//! Selection state and the request builder.
//!
//! Everything here is synchronous and side-effect free apart from mutating
//! `self`; the async lifecycle lives in [`super::EvaluationSession`].

use std::collections::BTreeMap;

use crate::api::{
    CompareRequest, DetectorOption, DetectorSelection, EvaluationConfig, EvaluationMode,
    EvaluationRequest, EvaluationResponse, JuryRequest, JuryRoleOption, JuryRoleSelection,
    LlmConfig, ModelOption,
};

use super::error::{ValidationError, MAX_COMPARE_MODELS};

/// Where the session is in the submit cycle.
///
/// Only `submit` drives this. A failed catalog load sets the error message
/// but leaves the status alone.
#[derive(Debug, Clone, Copy, PartialEq, Eq)]
pub enum SubmissionStatus {
    Idle,
    Submitting,
    Succeeded,
    Failed,
}

/// Full session state. Read it through [`super::EvaluationSession::snapshot`].
#[derive(Debug, Clone, Default)]
pub struct SessionState {
    pub mode: EvaluationMode,
    pub input_text: String,
    pub llm_base_url: String,
    pub llm_api_key: String,

    // Catalog, replaced wholesale on every successful load.
    pub models: Vec<ModelOption>,
    pub detectors: Vec<DetectorOption>,
    pub jury_roles: Vec<JuryRoleOption>,

    /// Ordered, duplicate-free.
    pub selected_models: Vec<String>,
    /// Ordered, at most one entry per role id.
    pub selected_roles: Vec<JuryRoleSelection>,
    /// Keyed by detector id; a missing key means "not configured yet".
    pub selected_detectors: BTreeMap<String, DetectorSelection>,

    pub loading: bool,
    pub submitting: bool,
    pub result: Option<EvaluationResponse>,
    /// Empty when there is no error to show.
    pub error_message: String,
    /// Whether the last finished submit failed.
    pub submission_failed: bool,
}

impl SessionState {
    pub fn new() -> Self {
        Self::default()
    }

    pub fn status(&self) -> SubmissionStatus {
        if self.submitting {
            SubmissionStatus::Submitting
        } else if self.submission_failed {
            SubmissionStatus::Failed
        } else if self.result.is_some() {
            SubmissionStatus::Succeeded
        } else {
            SubmissionStatus::Idle
        }
    }

    /// Replace the catalog and seed a selection for every listed detector.
    ///
    /// Seeding overwrites prior entries for listed ids and keeps entries for
    /// ids the new catalog no longer lists.
    pub fn apply_config(&mut self, config: EvaluationConfig) {
        self.models = config.models;
        self.detectors = config.detectors;
        self.jury_roles = config.jury_roles;

        for detector in &self.detectors {
            self.selected_detectors.insert(
                detector.id.clone(),
                DetectorSelection {
                    id: detector.id.clone(),
                    enabled: true,
                    threshold: Some(detector.default_threshold),
                },
            );
        }
    }

    // =========================================================================
    // Selections
    // =========================================================================

    pub fn toggle_detector(&mut self, detector_id: &str, enabled: bool) {
        match self.selected_detectors.get_mut(detector_id) {
            Some(current) => current.enabled = enabled,
            None => {
                self.selected_detectors.insert(
                    detector_id.to_string(),
                    DetectorSelection {
                        id: detector_id.to_string(),
                        enabled,
                        threshold: None,
                    },
                );
            }
        }
    }

    /// No-op for detectors without a selection.
    pub fn update_detector_threshold(&mut self, detector_id: &str, threshold: f64) {
        if let Some(current) = self.selected_detectors.get_mut(detector_id) {
            current.threshold = Some(threshold);
        }
    }

    /// Enabled selections in detector-id order.
    pub fn active_detectors(&self) -> Vec<DetectorSelection> {
        self.selected_detectors
            .values()
            .filter(|selection| selection.enabled)
            .cloned()
            .collect()
    }

    pub fn update_roles(&mut self, role_id: &str, weight: f64, checked: bool) {
        if checked {
            match self.selected_roles.iter_mut().find(|role| role.id == role_id) {
                Some(existing) => existing.weight = weight,
                None => self.selected_roles.push(JuryRoleSelection {
                    id: role_id.to_string(),
                    weight,
                }),
            }
        } else {
            self.selected_roles.retain(|role| role.id != role_id);
        }
    }

    pub fn select_model(&mut self, model_id: &str, checked: bool) {
        if checked {
            if !self.selected_models.iter().any(|id| id == model_id) {
                self.selected_models.push(model_id.to_string());
            }
        } else {
            self.selected_models.retain(|id| id != model_id);
        }
    }

    /// Replace the model selection, dropping repeats after their first
    /// occurrence.
    pub fn set_selected_models<I, S>(&mut self, model_ids: I)
    where
        I: IntoIterator<Item = S>,
        S: Into<String>,
    {
        self.selected_models.clear();
        for id in model_ids {
            let id = id.into();
            if !self.selected_models.contains(&id) {
                self.selected_models.push(id);
            }
        }
    }

    pub fn reset_result(&mut self) {
        self.result = None;
        self.error_message.clear();
        self.submission_failed = false;
    }

    // =========================================================================
    // Payload
    // =========================================================================

    /// Validate the current selections and build the evaluate payload.
    pub fn build_request(&self) -> Result<EvaluationRequest, ValidationError> {
        self.validate()?;

        let detectors = self.active_detectors();
        let llm = Some(LlmConfig {
            base_url: self.llm_base_url.clone(),
            api_key: self.llm_api_key.clone(),
        });

        let request = match self.mode {
            EvaluationMode::Compare => EvaluationRequest {
                mode: self.mode,
                compare: Some(CompareRequest {
                    input_text: self.input_text.clone(),
                    models: self.selected_models.clone(),
                    detectors,
                }),
                jury: None,
                llm,
            },
            EvaluationMode::Jury => EvaluationRequest {
                mode: self.mode,
                compare: None,
                jury: Some(JuryRequest {
                    input_text: self.input_text.clone(),
                    roles: self.selected_roles.clone(),
                    detectors,
                }),
                llm,
            },
        };
        Ok(request)
    }

    fn validate(&self) -> Result<(), ValidationError> {
        match self.mode {
            EvaluationMode::Compare if self.selected_models.is_empty() => {
                return Err(ValidationError::NoModels);
            }
            EvaluationMode::Jury if self.selected_roles.is_empty() => {
                return Err(ValidationError::NoRoles);
            }
            _ => {}
        }

        if self.mode == EvaluationMode::Compare && self.selected_models.len() > MAX_COMPARE_MODELS {
            return Err(ValidationError::TooManyModels {
                count: self.selected_models.len(),
                max: MAX_COMPARE_MODELS,
            });
        }

        for selection in self.selected_detectors.values().filter(|s| s.enabled) {
            if let Some(threshold) = selection.threshold {
                if !(0.0..=1.0).contains(&threshold) {
                    return Err(ValidationError::ThresholdOutOfRange {
                        detector_id: selection.id.clone(),
                        threshold,
                    });
                }
            }
        }

        if self.mode == EvaluationMode::Jury {
            for role in &self.selected_roles {
                if !role.weight.is_finite() || role.weight < 0.0 {
                    return Err(ValidationError::InvalidWeight {
                        role_id: role.id.clone(),
                        weight: role.weight,
                    });
                }
            }
        }

        Ok(())
    }
}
============================================================
Your assignment - Out of the entries, pull every line that mentions "ValidationError".

Completed exercise -
use super::error::{ValidationError, MAX_COMPARE_MODELS};
    pub fn build_request(&self) -> Result<EvaluationRequest, ValidationError> {
    fn validate(&self) -> Result<(), ValidationError> {
                return Err(ValidationError::NoModels);
                return Err(ValidationError::NoRoles);
            return Err(ValidationError::TooManyModels {
                    return Err(ValidationError::ThresholdOutOfRange {
                    return Err(ValidationError::InvalidWeight {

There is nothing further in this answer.